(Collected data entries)
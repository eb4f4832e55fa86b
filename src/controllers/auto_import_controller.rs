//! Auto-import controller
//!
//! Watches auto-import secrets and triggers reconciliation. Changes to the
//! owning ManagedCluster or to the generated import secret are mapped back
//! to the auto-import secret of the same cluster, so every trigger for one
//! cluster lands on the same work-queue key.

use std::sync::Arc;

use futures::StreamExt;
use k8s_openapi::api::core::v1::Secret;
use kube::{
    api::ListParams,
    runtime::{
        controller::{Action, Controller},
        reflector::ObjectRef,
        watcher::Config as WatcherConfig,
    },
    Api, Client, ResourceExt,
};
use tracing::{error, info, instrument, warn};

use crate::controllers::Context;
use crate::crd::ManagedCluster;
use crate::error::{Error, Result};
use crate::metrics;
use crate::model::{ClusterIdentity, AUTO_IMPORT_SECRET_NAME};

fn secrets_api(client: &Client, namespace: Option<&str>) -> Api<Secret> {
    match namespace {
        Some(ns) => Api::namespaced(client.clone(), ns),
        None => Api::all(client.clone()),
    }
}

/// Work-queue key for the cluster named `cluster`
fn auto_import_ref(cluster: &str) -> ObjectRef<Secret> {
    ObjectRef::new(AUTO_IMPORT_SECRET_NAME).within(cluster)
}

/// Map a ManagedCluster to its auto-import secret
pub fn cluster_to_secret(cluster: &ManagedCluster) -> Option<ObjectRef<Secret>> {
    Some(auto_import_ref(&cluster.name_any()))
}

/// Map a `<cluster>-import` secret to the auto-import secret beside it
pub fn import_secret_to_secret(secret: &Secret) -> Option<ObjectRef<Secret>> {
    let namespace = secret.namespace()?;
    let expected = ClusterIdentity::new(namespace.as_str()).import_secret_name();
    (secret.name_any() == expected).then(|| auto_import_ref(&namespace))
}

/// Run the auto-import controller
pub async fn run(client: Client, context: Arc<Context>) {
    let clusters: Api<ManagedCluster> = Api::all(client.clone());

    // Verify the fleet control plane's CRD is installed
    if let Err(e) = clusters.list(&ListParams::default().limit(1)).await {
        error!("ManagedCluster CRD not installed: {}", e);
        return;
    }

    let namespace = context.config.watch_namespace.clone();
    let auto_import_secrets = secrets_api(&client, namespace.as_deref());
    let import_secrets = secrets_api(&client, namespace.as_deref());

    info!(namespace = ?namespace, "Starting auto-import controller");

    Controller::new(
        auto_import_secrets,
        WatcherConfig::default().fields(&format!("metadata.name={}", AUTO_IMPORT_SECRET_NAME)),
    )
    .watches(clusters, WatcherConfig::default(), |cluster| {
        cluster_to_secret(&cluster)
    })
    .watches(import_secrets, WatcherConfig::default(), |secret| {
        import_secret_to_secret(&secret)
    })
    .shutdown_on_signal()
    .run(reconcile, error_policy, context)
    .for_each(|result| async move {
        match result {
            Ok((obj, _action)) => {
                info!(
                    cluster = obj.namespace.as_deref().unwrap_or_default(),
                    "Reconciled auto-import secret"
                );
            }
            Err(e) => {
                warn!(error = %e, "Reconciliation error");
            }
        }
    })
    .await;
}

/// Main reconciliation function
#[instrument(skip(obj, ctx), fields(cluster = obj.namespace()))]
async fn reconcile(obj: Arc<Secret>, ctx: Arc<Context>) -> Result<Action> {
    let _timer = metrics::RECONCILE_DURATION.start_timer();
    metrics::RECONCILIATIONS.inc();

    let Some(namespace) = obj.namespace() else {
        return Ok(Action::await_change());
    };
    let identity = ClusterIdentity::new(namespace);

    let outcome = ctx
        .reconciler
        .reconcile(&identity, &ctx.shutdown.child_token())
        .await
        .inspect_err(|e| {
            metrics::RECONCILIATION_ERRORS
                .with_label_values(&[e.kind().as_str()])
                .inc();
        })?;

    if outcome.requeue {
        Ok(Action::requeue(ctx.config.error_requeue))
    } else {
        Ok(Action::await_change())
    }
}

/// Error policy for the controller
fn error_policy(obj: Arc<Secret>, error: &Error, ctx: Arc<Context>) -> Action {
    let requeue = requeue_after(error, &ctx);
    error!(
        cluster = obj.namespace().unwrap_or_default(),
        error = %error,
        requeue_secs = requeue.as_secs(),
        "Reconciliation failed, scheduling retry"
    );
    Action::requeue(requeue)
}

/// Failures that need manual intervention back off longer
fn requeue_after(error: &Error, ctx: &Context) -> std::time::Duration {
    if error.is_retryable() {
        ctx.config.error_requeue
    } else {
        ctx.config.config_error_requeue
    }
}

_Goal of the exercise_
Go through the records and count the lines that include the string "Option"; state that number alone.

_Task answer_
3